→ **TASK GOAL**
Please find every line in the records below that contains the word "only", and copy it.
──────────────────────────────
// gba-backup-rs/src/core/clock.rs

//! Shared CPU cycle counter.
//!
//! The CPU core owns a [`SystemClock`] and advances it; backup chips only get
//! a [`CycleSource`], which can read the counter but never move it. Each
//! emulation session builds its own clock, so there is no global state.

use std::sync::atomic::{AtomicU64, Ordering};
use std::sync::Arc;

/// Writable side of the cycle counter, held by the CPU core.
#[derive(Debug, Default)]
pub struct SystemClock {
    cycles: Arc<AtomicU64>,
}

impl SystemClock {
    pub fn new() -> Self {
        Self::default()
    }

    /// Total cycles executed so far.
    pub fn cycles(&self) -> u64 {
        self.cycles.load(Ordering::Relaxed)
    }

    /// Avança o contador de ciclos
    pub fn add_cycles(&self, cycles: u64) {
        self.cycles.fetch_add(cycles, Ordering::Relaxed);
    }

    /// Moves the counter to `cycles`. Used when a save state is restored; the
    /// counter must not go backwards during normal emulation.
    pub fn set_cycles(&self, cycles: u64) {
        self.cycles.store(cycles, Ordering::Relaxed);
    }

    /// Read-only handle for devices that need to compare against the counter.
    pub fn source(&self) -> CycleSource {
        CycleSource {
            cycles: Arc::clone(&self.cycles),
        }
    }
}

/// Read-only view of a [`SystemClock`].
#[derive(Debug, Clone)]
pub struct CycleSource {
    cycles: Arc<AtomicU64>,
}

impl CycleSource {
    pub fn now(&self) -> u64 {
        self.cycles.load(Ordering::Relaxed)
    }
}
──────────────────────────────
→ **SOLUTION TO THIS TASK**
//! The CPU core owns a [`SystemClock`] and advances it; backup chips only get
    /// Read-only handle for devices that need to compare against the counter.
/// Read-only view of a [`SystemClock`].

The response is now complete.